Vor einiger Zeit war ich das zweite Mal in meinem Leben in Irland. Die grüne Insel fasziniert mich schon lange wegen der kraftvollen Natur, der schroffen Küsten und grünen Weiten, aber auch wegen der mythischen Aura, die die Landschaft erfüllt. Zu diesem mythischen Erfahrungsraum gehört auch, dass Irland als ein Land gilt, in dem die Anwesenheit der Naturgeister wie Elfen und Feen und Elementargeister wie Salamander (Feuer), Sylphen (Luft), Undinen (Wasser) und Gnome (Erde) besonders spürbar sei. In Irland hat der Umgang mit diesen Naturgeistern eine lange Tradition, die in die keltische Zeit zurückreicht. Von Irland aus gelangten diese mythischen Bilder auch nach Island, wo es bei neuen Bauprojekten die Auflage gibt, kulturelle Güter zu schützen, wozu auch »Places of Natural Spirits« zählen, meist Steine oder Felsformationen, an denen der Überlieferung nach Elfen anwesend sind.
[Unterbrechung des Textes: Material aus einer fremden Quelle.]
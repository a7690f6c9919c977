//! Prefab factories.
//!
//! [`ScopedSpawner`] instantiates a prefab and locates its output, building a
//! child scope for scoped prefabs. [`PrefabFactory`] layers pooling and
//! spawn/despawn notifications on top of it. [`ContextFactory`] builds
//! object-less child scopes. The registration helpers on
//! [`ContainerBuilder`](crate::ContainerBuilder) wire factories into scopes.

mod context_factory;
mod lifecycle;
mod prefab_factory;
mod registration;
mod spawner;

pub use context_factory::{ContextFactory, ScopedValue};
pub use lifecycle::LifecycleTargets;
pub use prefab_factory::{DespawnOutcome, Despawner, PrefabFactory, Spawned};
pub use registration::FactoryRegistration;
pub use spawner::{OutputSource, ScopedSpawner, SpawnResult};
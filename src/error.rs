//! Error types for the container, scopes and prefab factories.

use thiserror::Error;

use crate::lifetime::ScopePhase;

/// Errors raised while registering, resolving, building scopes or spawning.
///
/// Configuration and resolution errors surface synchronously to the caller of
/// `create(...)`. Failures inside spawn/despawn handlers never show up here;
/// they are caught and logged at the dispatch site.
///
/// # Examples
///
/// ```rust
/// use ferrous_prefab::{ContainerBuilder, DiError, Resolver};
///
/// let container = ContainerBuilder::new().build().unwrap();
/// match container.get::<String>() {
///     Err(DiError::NotFound(type_name)) => {
///         assert_eq!(type_name, "alloc::string::String");
///     }
///     _ => unreachable!(),
/// }
/// ```
#[derive(Debug, Clone, Error)]
pub enum DiError {
    /// Service not registered anywhere in the container hierarchy
    #[error("Service not found: {0}")]
    NotFound(&'static str),
    /// Type downcast failed
    #[error("Type mismatch for: {0}")]
    TypeMismatch(&'static str),
    /// Circular dependency detected (includes path)
    #[error("Circular dependency: {}", .0.join(" -> "))]
    Circular(Vec<&'static str>),
    /// Maximum recursion depth exceeded
    #[error("Max depth {0} exceeded")]
    DepthExceeded(usize),
    /// A scope operation was attempted in the wrong build phase
    #[error("Scope '{scope}' cannot {operation} while {phase}")]
    InvalidPhase {
        /// Scope name
        scope: String,
        /// The rejected operation
        operation: &'static str,
        /// Phase the scope was in
        phase: ScopePhase,
    },
    /// The produced object does not carry the requested component
    #[error("Prefab '{prefab}' has no component of type {type_name}")]
    ComponentNotFound {
        /// Prefab name
        prefab: String,
        /// Requested component type
        type_name: &'static str,
    },
    /// The scene host no longer knows the node
    #[error("Scene node '{0}' is not alive")]
    DeadNode(String),
    /// The factory (or container) was disposed
    #[error("'{0}' has been disposed")]
    Disposed(String),
    /// Caller misuse: missing host, prefab without the required parts, ...
    #[error("Configuration error: {0}")]
    Configuration(String),
}

/// Result type for container, scope and factory operations.
pub type DiResult<T> = Result<T, DiError>;

#[cfg(test)]
mod tests {
    use super::*;

    #[test]
    fn circular_path_is_joined() {
        let err = DiError::Circular(vec!["A", "B", "A"]);
        assert_eq!(err.to_string(), "Circular dependency: A -> B -> A");
    }

    #[test]
    fn invalid_phase_names_scope_and_operation() {
        let err = DiError::InvalidPhase {
            scope: "Enemy".to_string(),
            operation: "build",
            phase: ScopePhase::Built,
        };
        assert_eq!(err.to_string(), "Scope 'Enemy' cannot build while built");
    }
}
Als ich in Irland unterwegs war, schien es mir gar nicht so abwegig, Landschaften, Steine, Pflanzen oder Berge als Wesen wahrzunehmen. In der irischen Landschaft spürte ich oft eine Atmosphäre von Anwesenheit der Kräfte und Dynamiken des Lebendigen, die imaginative Bilder von Naturgeistern nahelegt. Tatsächlich werden in indigenen Traditionen überall auf der Welt Pflanzen, Tiere, Flüsse, Seen und Berge, Landschaften oder die Elemente Wasser, Feuer, Erde, Luft als geistige Wesenheiten imaginiert. Und es gab und gibt eine verfeinerte Praxis, wie man mit diesen Wesen kommunizieren kann, sei es durch Rituale, durch Gebet, durch Imagination oder psychoaktive Substanzen.
»Die Vorstellung von Naturgeistern hat eine wechselvolle Geschichte durchlebt.«
Die Naturwissenschaft hat solche wesenhaften Bezüge zur Natur natürlich als Aberglaube verworfen. Aber Naturwesen regen bis heute die Vorstellungskraft von Dichtern, Malerinnen und Komponisten an – denken wir nur an »Herr der Ringe« oder »Harry Potter«. Goethe und die Dichter der Romantik nahmen diese Wesenheiten als poetische Bilder für die beseelte Natur. Sie ermöglichten ihnen die Wahrnehmung der lebendigen Welt und ihrer Wesen aus der Verbundenheit des Gesprächs und Gesangs und nicht aus der getrennten Analyse der damals aufsteigenden Naturwissenschaft.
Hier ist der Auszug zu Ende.